== Exercise objective ==
Where the word "ValidatedJson" occurs in a line of the listing below, copy that line.

== Given entries ==
▼

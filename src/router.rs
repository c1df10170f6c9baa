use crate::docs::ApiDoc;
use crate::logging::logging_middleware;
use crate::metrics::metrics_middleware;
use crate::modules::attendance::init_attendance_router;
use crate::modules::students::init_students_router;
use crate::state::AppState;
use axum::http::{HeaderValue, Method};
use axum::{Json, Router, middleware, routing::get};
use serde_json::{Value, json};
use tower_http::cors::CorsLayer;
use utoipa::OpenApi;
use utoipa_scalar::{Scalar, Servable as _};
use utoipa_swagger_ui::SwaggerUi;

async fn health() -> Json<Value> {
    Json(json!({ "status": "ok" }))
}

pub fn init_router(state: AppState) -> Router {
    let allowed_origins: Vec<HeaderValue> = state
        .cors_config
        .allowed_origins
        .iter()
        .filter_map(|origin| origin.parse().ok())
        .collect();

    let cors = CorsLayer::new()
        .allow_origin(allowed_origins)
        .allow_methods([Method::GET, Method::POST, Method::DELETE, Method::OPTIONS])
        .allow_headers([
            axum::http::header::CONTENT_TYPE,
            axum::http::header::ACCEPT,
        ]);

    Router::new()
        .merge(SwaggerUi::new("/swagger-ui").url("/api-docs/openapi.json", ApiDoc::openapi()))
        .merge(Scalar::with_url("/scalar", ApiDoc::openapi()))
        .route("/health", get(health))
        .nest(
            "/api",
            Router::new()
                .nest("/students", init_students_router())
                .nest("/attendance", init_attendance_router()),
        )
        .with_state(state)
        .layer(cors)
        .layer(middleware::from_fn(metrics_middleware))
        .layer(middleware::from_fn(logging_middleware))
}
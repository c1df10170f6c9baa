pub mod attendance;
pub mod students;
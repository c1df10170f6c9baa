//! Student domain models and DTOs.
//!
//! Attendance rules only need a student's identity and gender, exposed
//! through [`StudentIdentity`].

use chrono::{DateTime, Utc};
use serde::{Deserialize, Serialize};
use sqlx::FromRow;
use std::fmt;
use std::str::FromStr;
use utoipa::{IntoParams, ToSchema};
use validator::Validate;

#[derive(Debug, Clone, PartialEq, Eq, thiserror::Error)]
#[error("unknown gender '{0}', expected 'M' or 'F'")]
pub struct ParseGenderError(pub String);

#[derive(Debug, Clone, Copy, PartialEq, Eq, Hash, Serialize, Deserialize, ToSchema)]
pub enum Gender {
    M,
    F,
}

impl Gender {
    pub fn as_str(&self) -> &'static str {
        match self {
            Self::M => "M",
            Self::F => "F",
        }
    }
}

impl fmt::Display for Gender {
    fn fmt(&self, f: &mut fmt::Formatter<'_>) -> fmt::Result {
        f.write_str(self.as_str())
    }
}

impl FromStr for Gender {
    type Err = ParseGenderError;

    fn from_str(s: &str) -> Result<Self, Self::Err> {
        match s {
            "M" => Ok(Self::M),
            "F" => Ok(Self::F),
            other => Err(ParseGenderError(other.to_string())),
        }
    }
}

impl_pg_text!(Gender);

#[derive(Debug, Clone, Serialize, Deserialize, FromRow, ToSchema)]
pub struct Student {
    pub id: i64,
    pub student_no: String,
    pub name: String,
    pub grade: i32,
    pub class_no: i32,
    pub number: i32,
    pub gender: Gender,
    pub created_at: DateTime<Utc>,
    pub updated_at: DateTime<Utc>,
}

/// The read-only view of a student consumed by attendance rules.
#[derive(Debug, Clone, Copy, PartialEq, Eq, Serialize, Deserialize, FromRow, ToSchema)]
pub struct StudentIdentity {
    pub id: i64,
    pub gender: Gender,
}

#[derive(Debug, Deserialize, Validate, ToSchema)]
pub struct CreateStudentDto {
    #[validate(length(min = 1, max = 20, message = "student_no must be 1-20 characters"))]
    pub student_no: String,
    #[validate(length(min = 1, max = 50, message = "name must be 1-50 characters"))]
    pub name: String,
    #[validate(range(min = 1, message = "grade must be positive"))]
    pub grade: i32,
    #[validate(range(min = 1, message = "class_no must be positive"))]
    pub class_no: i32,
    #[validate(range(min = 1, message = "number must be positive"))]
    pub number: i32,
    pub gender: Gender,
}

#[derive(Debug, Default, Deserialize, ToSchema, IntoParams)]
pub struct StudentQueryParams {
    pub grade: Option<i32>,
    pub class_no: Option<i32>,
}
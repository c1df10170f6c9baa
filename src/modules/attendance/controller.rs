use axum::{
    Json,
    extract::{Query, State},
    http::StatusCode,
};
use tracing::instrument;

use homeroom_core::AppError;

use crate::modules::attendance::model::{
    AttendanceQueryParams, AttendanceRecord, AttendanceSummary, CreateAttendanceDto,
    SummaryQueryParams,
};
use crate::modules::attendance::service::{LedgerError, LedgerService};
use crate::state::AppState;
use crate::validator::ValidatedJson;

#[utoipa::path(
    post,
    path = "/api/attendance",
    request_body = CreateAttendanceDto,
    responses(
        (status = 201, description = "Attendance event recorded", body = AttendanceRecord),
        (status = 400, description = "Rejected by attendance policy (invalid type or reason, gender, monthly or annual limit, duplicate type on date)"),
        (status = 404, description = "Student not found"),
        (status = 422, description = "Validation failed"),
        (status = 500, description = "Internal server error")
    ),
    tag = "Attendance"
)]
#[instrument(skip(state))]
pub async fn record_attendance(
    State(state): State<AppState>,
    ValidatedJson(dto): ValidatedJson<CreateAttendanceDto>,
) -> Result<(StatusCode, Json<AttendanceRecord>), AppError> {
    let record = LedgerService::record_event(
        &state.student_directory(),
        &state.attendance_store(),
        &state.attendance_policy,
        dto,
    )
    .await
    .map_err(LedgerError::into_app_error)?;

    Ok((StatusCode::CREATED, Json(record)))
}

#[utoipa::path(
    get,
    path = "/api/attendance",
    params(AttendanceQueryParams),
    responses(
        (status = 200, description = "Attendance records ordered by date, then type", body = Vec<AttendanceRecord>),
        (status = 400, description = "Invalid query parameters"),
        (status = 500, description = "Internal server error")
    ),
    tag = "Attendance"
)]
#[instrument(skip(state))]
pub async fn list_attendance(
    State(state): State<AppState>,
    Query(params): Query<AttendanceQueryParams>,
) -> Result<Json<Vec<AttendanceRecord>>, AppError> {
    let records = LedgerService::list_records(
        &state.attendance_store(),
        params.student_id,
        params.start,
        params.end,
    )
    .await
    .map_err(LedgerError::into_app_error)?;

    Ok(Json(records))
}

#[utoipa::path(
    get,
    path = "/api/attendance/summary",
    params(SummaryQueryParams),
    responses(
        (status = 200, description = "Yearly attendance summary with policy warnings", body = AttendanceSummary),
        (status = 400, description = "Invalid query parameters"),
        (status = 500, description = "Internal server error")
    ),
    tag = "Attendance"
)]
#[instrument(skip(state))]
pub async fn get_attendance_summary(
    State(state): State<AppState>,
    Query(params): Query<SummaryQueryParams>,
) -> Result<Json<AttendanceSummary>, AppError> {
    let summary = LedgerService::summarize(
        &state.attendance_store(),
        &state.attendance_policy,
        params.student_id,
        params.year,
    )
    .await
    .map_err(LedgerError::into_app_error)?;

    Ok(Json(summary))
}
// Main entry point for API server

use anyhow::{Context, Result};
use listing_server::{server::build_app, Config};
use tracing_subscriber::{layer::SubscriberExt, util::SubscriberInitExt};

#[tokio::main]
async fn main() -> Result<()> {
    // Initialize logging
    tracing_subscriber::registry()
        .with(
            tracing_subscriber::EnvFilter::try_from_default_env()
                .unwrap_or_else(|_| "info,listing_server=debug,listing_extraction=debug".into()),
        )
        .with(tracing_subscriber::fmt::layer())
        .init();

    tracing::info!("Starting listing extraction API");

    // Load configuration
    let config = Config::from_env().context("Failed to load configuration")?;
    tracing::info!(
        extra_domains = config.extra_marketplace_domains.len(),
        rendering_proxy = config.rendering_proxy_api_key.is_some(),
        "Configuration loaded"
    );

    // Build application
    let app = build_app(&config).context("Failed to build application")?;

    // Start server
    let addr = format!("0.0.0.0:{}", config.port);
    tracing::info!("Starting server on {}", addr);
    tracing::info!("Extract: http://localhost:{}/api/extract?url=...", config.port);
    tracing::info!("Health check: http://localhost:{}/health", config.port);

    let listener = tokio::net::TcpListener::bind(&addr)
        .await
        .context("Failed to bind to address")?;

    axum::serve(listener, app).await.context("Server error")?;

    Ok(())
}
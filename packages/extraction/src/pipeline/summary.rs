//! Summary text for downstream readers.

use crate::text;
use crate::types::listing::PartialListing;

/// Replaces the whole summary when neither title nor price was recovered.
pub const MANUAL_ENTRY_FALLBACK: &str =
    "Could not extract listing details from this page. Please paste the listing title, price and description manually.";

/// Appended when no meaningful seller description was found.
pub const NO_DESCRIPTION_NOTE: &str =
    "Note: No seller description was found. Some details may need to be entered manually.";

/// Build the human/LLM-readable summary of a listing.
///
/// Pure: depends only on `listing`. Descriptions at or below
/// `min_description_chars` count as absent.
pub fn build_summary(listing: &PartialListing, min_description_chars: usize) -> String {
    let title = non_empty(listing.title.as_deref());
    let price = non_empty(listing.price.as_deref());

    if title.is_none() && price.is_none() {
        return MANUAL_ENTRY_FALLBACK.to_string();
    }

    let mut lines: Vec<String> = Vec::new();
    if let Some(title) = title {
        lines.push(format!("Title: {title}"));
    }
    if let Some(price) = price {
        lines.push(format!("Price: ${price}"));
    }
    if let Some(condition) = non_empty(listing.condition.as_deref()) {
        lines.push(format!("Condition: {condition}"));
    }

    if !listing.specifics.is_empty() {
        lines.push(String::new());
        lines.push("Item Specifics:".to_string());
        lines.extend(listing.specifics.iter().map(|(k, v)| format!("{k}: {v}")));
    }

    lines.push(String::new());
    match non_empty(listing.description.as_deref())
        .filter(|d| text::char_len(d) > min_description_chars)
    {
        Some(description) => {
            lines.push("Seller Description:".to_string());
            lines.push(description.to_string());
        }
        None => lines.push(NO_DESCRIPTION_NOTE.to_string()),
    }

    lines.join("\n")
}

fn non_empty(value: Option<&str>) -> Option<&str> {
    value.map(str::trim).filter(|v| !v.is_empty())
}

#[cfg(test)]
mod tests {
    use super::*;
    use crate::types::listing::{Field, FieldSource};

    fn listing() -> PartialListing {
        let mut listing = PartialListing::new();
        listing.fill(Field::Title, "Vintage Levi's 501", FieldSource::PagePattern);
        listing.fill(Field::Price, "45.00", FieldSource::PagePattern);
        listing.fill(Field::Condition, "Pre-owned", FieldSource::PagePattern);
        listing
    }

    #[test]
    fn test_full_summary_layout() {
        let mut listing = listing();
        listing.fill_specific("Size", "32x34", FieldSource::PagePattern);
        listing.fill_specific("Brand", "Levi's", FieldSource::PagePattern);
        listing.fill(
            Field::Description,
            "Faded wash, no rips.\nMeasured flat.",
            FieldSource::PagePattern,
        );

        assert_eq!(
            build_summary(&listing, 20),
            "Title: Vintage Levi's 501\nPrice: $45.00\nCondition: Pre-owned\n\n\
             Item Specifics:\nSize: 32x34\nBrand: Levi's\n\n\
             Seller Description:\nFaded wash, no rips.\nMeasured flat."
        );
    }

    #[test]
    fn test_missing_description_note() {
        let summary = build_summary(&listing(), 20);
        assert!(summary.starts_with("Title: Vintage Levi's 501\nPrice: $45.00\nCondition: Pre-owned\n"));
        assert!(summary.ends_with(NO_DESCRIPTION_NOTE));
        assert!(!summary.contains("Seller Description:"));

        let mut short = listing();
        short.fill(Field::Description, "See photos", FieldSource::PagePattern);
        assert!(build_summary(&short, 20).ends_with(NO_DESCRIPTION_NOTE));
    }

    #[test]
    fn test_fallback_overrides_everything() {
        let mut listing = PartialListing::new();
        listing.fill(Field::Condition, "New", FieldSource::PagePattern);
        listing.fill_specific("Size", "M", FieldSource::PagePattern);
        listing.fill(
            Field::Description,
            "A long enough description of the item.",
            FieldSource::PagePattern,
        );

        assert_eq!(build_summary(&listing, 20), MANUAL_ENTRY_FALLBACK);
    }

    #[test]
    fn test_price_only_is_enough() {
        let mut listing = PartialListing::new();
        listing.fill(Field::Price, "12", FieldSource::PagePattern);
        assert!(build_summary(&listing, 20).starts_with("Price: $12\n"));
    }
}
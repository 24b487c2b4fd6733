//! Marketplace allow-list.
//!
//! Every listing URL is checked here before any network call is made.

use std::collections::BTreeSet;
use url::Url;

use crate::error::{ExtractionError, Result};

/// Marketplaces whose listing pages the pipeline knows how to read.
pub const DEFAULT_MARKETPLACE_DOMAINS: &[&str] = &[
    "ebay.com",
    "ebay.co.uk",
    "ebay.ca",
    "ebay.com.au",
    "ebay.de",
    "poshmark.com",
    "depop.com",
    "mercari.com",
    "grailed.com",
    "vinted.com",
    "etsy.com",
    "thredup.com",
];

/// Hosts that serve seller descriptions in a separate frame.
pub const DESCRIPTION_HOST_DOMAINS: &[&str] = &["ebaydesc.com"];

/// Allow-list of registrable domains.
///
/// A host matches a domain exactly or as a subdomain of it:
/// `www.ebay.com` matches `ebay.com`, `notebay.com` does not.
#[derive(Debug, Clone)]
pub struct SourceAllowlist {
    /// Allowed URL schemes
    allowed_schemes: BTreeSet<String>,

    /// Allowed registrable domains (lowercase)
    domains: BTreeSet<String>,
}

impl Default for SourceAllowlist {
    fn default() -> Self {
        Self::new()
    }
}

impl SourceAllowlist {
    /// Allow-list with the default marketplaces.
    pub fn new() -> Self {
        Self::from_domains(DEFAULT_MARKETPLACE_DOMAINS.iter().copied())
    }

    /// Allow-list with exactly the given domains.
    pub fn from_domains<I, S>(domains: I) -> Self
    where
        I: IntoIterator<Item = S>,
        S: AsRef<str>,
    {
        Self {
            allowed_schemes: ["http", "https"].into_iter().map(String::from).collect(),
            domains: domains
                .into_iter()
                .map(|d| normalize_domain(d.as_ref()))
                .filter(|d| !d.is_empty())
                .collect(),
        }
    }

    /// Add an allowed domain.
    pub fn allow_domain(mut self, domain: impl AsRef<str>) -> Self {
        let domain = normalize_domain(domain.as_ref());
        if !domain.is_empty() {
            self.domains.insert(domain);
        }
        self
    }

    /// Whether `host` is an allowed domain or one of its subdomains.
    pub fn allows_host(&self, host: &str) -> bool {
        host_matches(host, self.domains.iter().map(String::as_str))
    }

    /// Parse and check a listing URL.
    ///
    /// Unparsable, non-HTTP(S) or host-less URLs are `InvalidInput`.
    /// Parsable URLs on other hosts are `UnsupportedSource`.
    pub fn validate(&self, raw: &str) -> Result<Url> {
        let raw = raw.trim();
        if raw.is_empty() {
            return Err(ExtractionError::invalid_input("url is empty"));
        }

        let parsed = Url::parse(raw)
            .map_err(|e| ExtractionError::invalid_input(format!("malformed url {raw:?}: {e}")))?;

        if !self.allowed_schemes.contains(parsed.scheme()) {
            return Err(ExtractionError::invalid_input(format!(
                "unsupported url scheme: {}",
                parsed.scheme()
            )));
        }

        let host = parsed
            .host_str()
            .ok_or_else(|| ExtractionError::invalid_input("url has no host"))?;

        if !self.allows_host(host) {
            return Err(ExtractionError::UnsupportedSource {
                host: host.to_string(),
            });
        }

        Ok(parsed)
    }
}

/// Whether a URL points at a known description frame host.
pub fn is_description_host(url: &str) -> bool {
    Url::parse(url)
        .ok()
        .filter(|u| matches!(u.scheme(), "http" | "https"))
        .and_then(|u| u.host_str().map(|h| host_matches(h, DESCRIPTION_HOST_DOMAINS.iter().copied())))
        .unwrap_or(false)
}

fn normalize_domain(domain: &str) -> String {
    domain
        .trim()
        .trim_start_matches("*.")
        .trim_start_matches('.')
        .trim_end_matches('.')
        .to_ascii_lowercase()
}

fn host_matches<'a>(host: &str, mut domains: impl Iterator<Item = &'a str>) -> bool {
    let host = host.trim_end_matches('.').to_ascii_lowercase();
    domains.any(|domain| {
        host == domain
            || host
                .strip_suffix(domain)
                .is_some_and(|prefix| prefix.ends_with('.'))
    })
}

▲

== Expected output ==
use crate::validator::ValidatedJson;
    ValidatedJson(dto): ValidatedJson<CreateAttendanceDto>,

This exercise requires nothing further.